Literatürde, 18‐30 yaş aralığındaki kişilerin daha fazla mobbinge maruz kaldığı bildirilmiştir. Aynı araştırma eğitim düzeyi arttıkça psikolojik tacizin de arttığını belirlenmiştir16. Çalışmamızda da en fazla mobbinge uğrayanların 25-30 yaşları arasındaki bireyler olduğu ve eğitim düzeyi arttıkça mobbing sıklığının artmış olduğu belirlendi. Araştırmalara göre üstlerin astlarına uyguladıkları mobbing oranı, aynı seviyedeki çalışma arkadaşından veya astından daha yüksektir17. Çalışmamızda litaretürle uyumlu olarak psikolojik tacizi uygulayanların büyük çoğunluğu (%72) amir düzeyinde çalışan bireylerden oluşmaktaydı.
Yıldırma eylemlerinin daha çok insanların yoğun ilişki içinde olduğu, sağlık, eğitim, sosyal hizmetler ve bankacılık gibi hizmet sektörlerinde daha yaygın olduğu bildirilmiştir18,13. Çalışmamızda katılımcılar rastgele örneklem yoluyla alındığından, homojen bir meslek grubu oluşturulmamıştır. Bu nedenle çalışmamız özel bir meslek grubundan ziyade, mobbingin genel toplumda görülme oranını yansıtmaktadır.

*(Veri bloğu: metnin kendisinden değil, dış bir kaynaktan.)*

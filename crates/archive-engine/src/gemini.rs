use std::time::Duration;

use anyhow::{bail, Context, Result};
use archive_contracts::inline_image::{InlineImage, DEFAULT_MIME};
use reqwest::blocking::{Client as HttpClient, RequestBuilder, Response as HttpResponse};
use serde_json::{json, Value};

use crate::config::EngineConfig;
use crate::providers::{
    GenerationError, ImageProvider, ImageRequest, TextProvider, TextRequest,
};

/// Gemini `generateContent` over REST, for both image and text models.
pub(crate) struct GeminiProvider {
    api_base: String,
    api_key: Option<String>,
    http: HttpClient,
    timeout: Option<Duration>,
}

impl GeminiProvider {
    pub(crate) fn new(config: &EngineConfig) -> Result<Self> {
        // The blocking client otherwise caps every request at 30 s.
        let http = HttpClient::builder()
            .timeout(None::<Duration>)
            .build()
            .context("failed to build Gemini HTTP client")?;
        Ok(Self {
            api_base: config.gemini_api_base.trim_end_matches('/').to_string(),
            api_key: config.gemini_api_key.clone(),
            http,
            timeout: config.request_timeout,
        })
    }

    fn api_key(&self) -> Result<&str> {
        match self.api_key.as_deref() {
            Some(key) => Ok(key),
            None => bail!("GEMINI_API_KEY or GOOGLE_API_KEY not set"),
        }
    }

    fn endpoint_for_model(&self, model: &str) -> String {
        let trimmed = model.trim();
        let model_path = if trimmed.starts_with("models/") {
            trimmed.to_string()
        } else {
            format!("models/{trimmed}")
        };
        format!("{}/{}:generateContent", self.api_base, model_path)
    }

    fn post(&self, endpoint: &str, payload: &Value) -> Result<HttpResponse> {
        let api_key = self.api_key()?;
        let mut request: RequestBuilder = self
            .http
            .post(endpoint)
            .header("x-goog-api-key", api_key)
            .json(payload);
        if let Some(timeout) = self.timeout {
            request = request.timeout(timeout);
        }
        Ok(request.send().map_err(reqwest::Error::without_url)?)
    }
}

impl ImageProvider for GeminiProvider {
    fn name(&self) -> &str {
        "gemini"
    }

    fn generate(&self, request: &ImageRequest) -> Result<InlineImage> {
        let endpoint = self.endpoint_for_model(&request.model);
        let payload = image_payload(&request.prompt, request.source.as_ref());
        let response = self.post(&endpoint, &payload)?;
        let body = response_json_or_error("Gemini", response)?;
        Ok(extract_first_image(&body)?)
    }
}

impl TextProvider for GeminiProvider {
    fn name(&self) -> &str {
        "gemini"
    }

    fn complete(&self, request: &TextRequest) -> Result<String> {
        let endpoint = self.endpoint_for_model(&request.model);
        let payload = json!({
            "contents": [{
                "role": "user",
                "parts": [{ "text": request.prompt }],
            }],
        });
        let response = self.post(&endpoint, &payload)?;
        let body = response_json_or_error("Gemini", response)?;
        Ok(extract_text(&body))
    }
}

/// Source image first, then the instruction, and ask for image output only.
fn image_payload(prompt: &str, source: Option<&InlineImage>) -> Value {
    let mut parts = Vec::new();
    if let Some(source) = source {
        parts.push(json!({
            "inlineData": {
                "mimeType": source.mime_type,
                "data": source.data,
            }
        }));
    }
    parts.push(json!({ "text": prompt }));
    json!({
        "contents": [{
            "role": "user",
            "parts": parts,
        }],
        "generationConfig": {
            "responseModalities": ["IMAGE"],
        },
    })
}

fn first_candidate_parts(body: &Value) -> Vec<Value> {
    body.get("candidates")
        .and_then(Value::as_array)
        .and_then(|candidates| candidates.first())
        .and_then(|candidate| candidate.get("content"))
        .and_then(|content| content.get("parts"))
        .and_then(Value::as_array)
        .cloned()
        .unwrap_or_default()
}

fn extract_first_image(body: &Value) -> std::result::Result<InlineImage, GenerationError> {
    let parts = first_candidate_parts(body);
    if parts.is_empty() {
        return Err(GenerationError::no_content());
    }
    for part in parts {
        let Some(inline) = part
            .get("inlineData")
            .or_else(|| part.get("inline_data"))
            .and_then(Value::as_object)
        else {
            continue;
        };
        let data = inline
            .get("data")
            .and_then(Value::as_str)
            .unwrap_or_default();
        if data.is_empty() {
            continue;
        }
        let mime_type = inline
            .get("mimeType")
            .or_else(|| inline.get("mime_type"))
            .and_then(Value::as_str)
            .unwrap_or(DEFAULT_MIME);
        return Ok(InlineImage::new(mime_type, data));
    }
    Err(GenerationError::no_image())
}

fn extract_text(body: &Value) -> String {
    first_candidate_parts(body)
        .iter()
        .filter_map(|part| part.get("text").and_then(Value::as_str))
        .collect::<Vec<&str>>()
        .join("")
}

fn response_json_or_error(provider: &str, response: HttpResponse) -> Result<Value> {
    let status = response.status();
    let code = status.as_u16();
    let body = response
        .text()
        .map_err(reqwest::Error::without_url)
        .with_context(|| format!("{provider} response body read failed"))?;
    if !status.is_success() {
        bail!(
            "{provider} request failed ({code}): {}",
            truncate_text(&body, 512)
        );
    }
    let parsed: Value = serde_json::from_str(&body)
        .with_context(|| format!("{provider} returned invalid JSON payload"))?;
    Ok(parsed)
}

fn truncate_text(value: &str, max_chars: usize) -> String {
    if value.chars().count() <= max_chars {
        return value.to_string();
    }
    value.chars().take(max_chars).collect::<String>() + "…"
}

#[cfg(test)]
mod tests {
    use std::io::{Read, Write};
    use std::net::{TcpListener, TcpStream};
    use std::thread::{self, JoinHandle};

    use super::*;
    use crate::providers::GenerationErrorKind;

    const KEY: &str = "SECRET-KEY-123";

    fn provider() -> GeminiProvider {
        GeminiProvider::new(&EngineConfig {
            gemini_api_base: "https://example.test/v1beta/".to_string(),
            ..EngineConfig::default()
        })
        .unwrap()
    }

    fn keyed_provider(api_base: &str, timeout: Option<Duration>) -> Result<GeminiProvider> {
        GeminiProvider::new(&EngineConfig {
            gemini_api_base: api_base.to_string(),
            gemini_api_key: Some(KEY.to_string()),
            request_timeout: timeout,
            ..EngineConfig::default()
        })
    }

    fn text_request() -> TextRequest {
        TextRequest {
            model: "gemini-2.5-flash".to_string(),
            prompt: "hi".to_string(),
        }
    }

    fn http_response(status: &str, body: &str) -> String {
        format!(
            "HTTP/1.1 {status}\r\nContent-Type: application/json\r\nContent-Length: {}\r\nConnection: close\r\n\r\n{body}",
            body.len()
        )
    }

    fn text_body(text: &str) -> String {
        json!({ "candidates": [{ "content": { "parts": [{ "text": text }] } }] }).to_string()
    }

    /// Accepts one connection, waits `delay`, answers with `response` and
    /// hands back the raw request it read.
    fn serve_once(delay: Duration, response: String) -> Result<(String, JoinHandle<String>)> {
        let listener = TcpListener::bind("127.0.0.1:0")?;
        let api_base = format!("http://{}/v1beta", listener.local_addr()?);
        let handle = thread::spawn(move || {
            let Ok((mut stream, _)) = listener.accept() else {
                return String::new();
            };
            let request = read_request(&mut stream);
            thread::sleep(delay);
            let _ = stream.write_all(response.as_bytes());
            request
        });
        Ok((api_base, handle))
    }

    fn read_request(stream: &mut TcpStream) -> String {
        let mut raw = Vec::new();
        let mut chunk = [0u8; 4096];
        loop {
            let read = match stream.read(&mut chunk) {
                Ok(0) | Err(_) => break,
                Ok(read) => read,
            };
            raw.extend_from_slice(&chunk[..read]);
            let text = String::from_utf8_lossy(&raw);
            let Some(head_end) = text.find("\r\n\r\n") else {
                continue;
            };
            let length = text[..head_end]
                .lines()
                .filter_map(|line| line.split_once(':'))
                .find(|(name, _)| name.trim().eq_ignore_ascii_case("content-length"))
                .and_then(|(_, value)| value.trim().parse::<usize>().ok())
                .unwrap_or(0);
            if raw.len() >= head_end + 4 + length {
                break;
            }
        }
        String::from_utf8_lossy(&raw).into_owned()
    }

    #[test]
    fn endpoint_accepts_bare_and_prefixed_model_names() {
        let gemini = provider();
        assert_eq!(
            gemini.endpoint_for_model("gemini-2.5-flash-image"),
            "https://example.test/v1beta/models/gemini-2.5-flash-image:generateContent"
        );
        assert_eq!(
            gemini.endpoint_for_model(" models/gemini-2.5-flash "),
            "https://example.test/v1beta/models/gemini-2.5-flash:generateContent"
        );
    }

    #[test]
    fn edit_payload_puts_source_before_instruction() {
        let source = InlineImage::new("image/jpeg", "QUJD");
        let payload = image_payload("add snow", Some(&source));
        let parts = &payload["contents"][0]["parts"];
        assert_eq!(parts[0]["inlineData"]["mimeType"], json!("image/jpeg"));
        assert_eq!(parts[0]["inlineData"]["data"], json!("QUJD"));
        assert_eq!(parts[1]["text"], json!("add snow"));
        assert_eq!(
            payload["generationConfig"]["responseModalities"],
            json!(["IMAGE"])
        );
    }

    #[test]
    fn first_inline_image_wins_and_mime_defaults_to_png() {
        let body = json!({
            "candidates": [{
                "content": { "parts": [
                    { "text": "here you go" },
                    { "inlineData": { "data": "AAAA" } },
                    { "inlineData": { "mimeType": "image/webp", "data": "BBBB" } }
                ]}
            }]
        });
        let image = extract_first_image(&body).unwrap();
        assert_eq!(image, InlineImage::new("image/png", "AAAA"));
    }

    #[test]
    fn missing_parts_and_missing_images_are_generation_errors() {
        let empty = json!({ "candidates": [] });
        assert_eq!(
            extract_first_image(&empty).unwrap_err().kind,
            GenerationErrorKind::NoContent
        );

        let text_only = json!({
            "candidates": [{ "content": { "parts": [{ "text": "sorry" }] } }]
        });
        assert_eq!(
            extract_first_image(&text_only).unwrap_err().kind,
            GenerationErrorKind::NoImage
        );
    }

    #[test]
    fn text_parts_are_joined() {
        let body = json!({
            "candidates": [{ "content": { "parts": [{ "text": "Bat" }, { "text": "man" }] } }]
        });
        assert_eq!(extract_text(&body), "Batman");
        assert_eq!(extract_text(&json!({})), "");
    }

    #[test]
    fn calls_without_key_fail_before_any_request() {
        let err = provider().complete(&text_request()).unwrap_err();
        assert!(err.to_string().contains("GEMINI_API_KEY"));
    }

    #[test]
    fn slow_responses_outlast_the_http_client_default_timeout() -> Result<()> {
        let (api_base, server) = serve_once(
            Duration::from_secs(32),
            http_response("200 OK", &text_body("Nature")),
        )?;
        let gemini = keyed_provider(&api_base, None)?;

        let answer = gemini.complete(&text_request())?;
        assert_eq!(answer, "Nature");
        let _ = server.join();
        Ok(())
    }

    #[test]
    fn configured_timeout_still_applies() -> Result<()> {
        let (api_base, _server) = serve_once(
            Duration::from_secs(3),
            http_response("200 OK", &text_body("late")),
        )?;
        let gemini = keyed_provider(&api_base, Some(Duration::from_millis(200)))?;

        let err = gemini.complete(&text_request()).unwrap_err();
        assert!(err
            .downcast_ref::<reqwest::Error>()
            .is_some_and(reqwest::Error::is_timeout));
        Ok(())
    }

    #[test]
    fn api_key_travels_in_a_header() -> Result<()> {
        let (api_base, server) =
            serve_once(Duration::ZERO, http_response("200 OK", &text_body("ok")))?;
        keyed_provider(&api_base, None)?.complete(&text_request())?;

        let request = server
            .join()
            .map_err(|_| anyhow::anyhow!("server thread panicked"))?;
        let request_line = request.lines().next().unwrap_or_default();
        assert!(request_line.starts_with("POST /v1beta/models/gemini-2.5-flash:generateContent"));
        assert!(!request_line.contains(KEY));
        assert!(request
            .to_ascii_lowercase()
            .contains(&format!("x-goog-api-key: {}", KEY.to_ascii_lowercase())));
        Ok(())
    }

    #[test]
    fn transport_errors_do_not_expose_the_key() -> Result<()> {
        let listener = TcpListener::bind("127.0.0.1:0")?;
        let api_base = format!("http://{}/v1beta", listener.local_addr()?);
        drop(listener);

        let err = keyed_provider(&api_base, None)?
            .complete(&text_request())
            .unwrap_err();
        let message = format!("{err:#}");
        assert!(!message.contains(KEY), "{message}");
        assert!(!message.contains("generateContent"), "{message}");
        Ok(())
    }

    #[test]
    fn http_errors_carry_status_and_truncated_body() -> Result<()> {
        let long_body = "x".repeat(600);
        let (api_base, _server) = serve_once(
            Duration::ZERO,
            http_response("500 Internal Server Error", &long_body),
        )?;

        let err = keyed_provider(&api_base, None)?
            .complete(&text_request())
            .unwrap_err();
        let message = err.to_string();
        assert!(message.starts_with("Gemini request failed (500): "), "{message}");
        assert!(message.ends_with(&format!("{}…", "x".repeat(512))));
        assert!(!message.contains(&"x".repeat(513)));
        Ok(())
    }

    #[test]
    fn non_json_success_bodies_are_rejected() -> Result<()> {
        let (api_base, _server) =
            serve_once(Duration::ZERO, http_response("200 OK", "<html>oops</html>"))?;

        let err = keyed_provider(&api_base, None)?
            .complete(&text_request())
            .unwrap_err();
        assert!(err.to_string().contains("invalid JSON payload"));
        Ok(())
    }
}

Mobbinge sebep olan olaylar son bulsa da, travma sonrası stres bozukluğu kişinin hayatını uzun dönemde etkilemekte, uykusuzluğa, depresyona, sosyal çevreden kopukluğa hatta evli olan kurbanların aile hayatlarının bozulmasına evliliklerinin sona ermesine yol açmaktadır19. Mobbingin sonucu olarak iş görenler motivasyonunu kaybetmekte, performansları düşmekte, daha önce başarıyla yerine getirdikleri görevleri günlük kaygılar ve yüksek stres sebebiyle yapamamaktadırlar20. İşyerinde psikolojik şiddet, kurum içinde gerilimin ve çatışmalı bir iklimin oluşmasına neden olan, çalışanın iş doyumu ve çalışma barışını ve hatta ruhsal ve fiziksel sağlığını olumsuz yönde etkileyen toplumsal bir sorundur. Bu nedenle çalışma ortamında psikolojik yıldırma, önemli bir iş sağlığı konusu olarak değerlendirilmeli ve gerekli önlemler hızla alınmalıdır.
Çalışmanın kısıtlılıkları; Katılımcı sayısının az olması ve homojen bir meslek grubunun olmayışı çalışmamızın kısıtlılıklarından sayılabilir.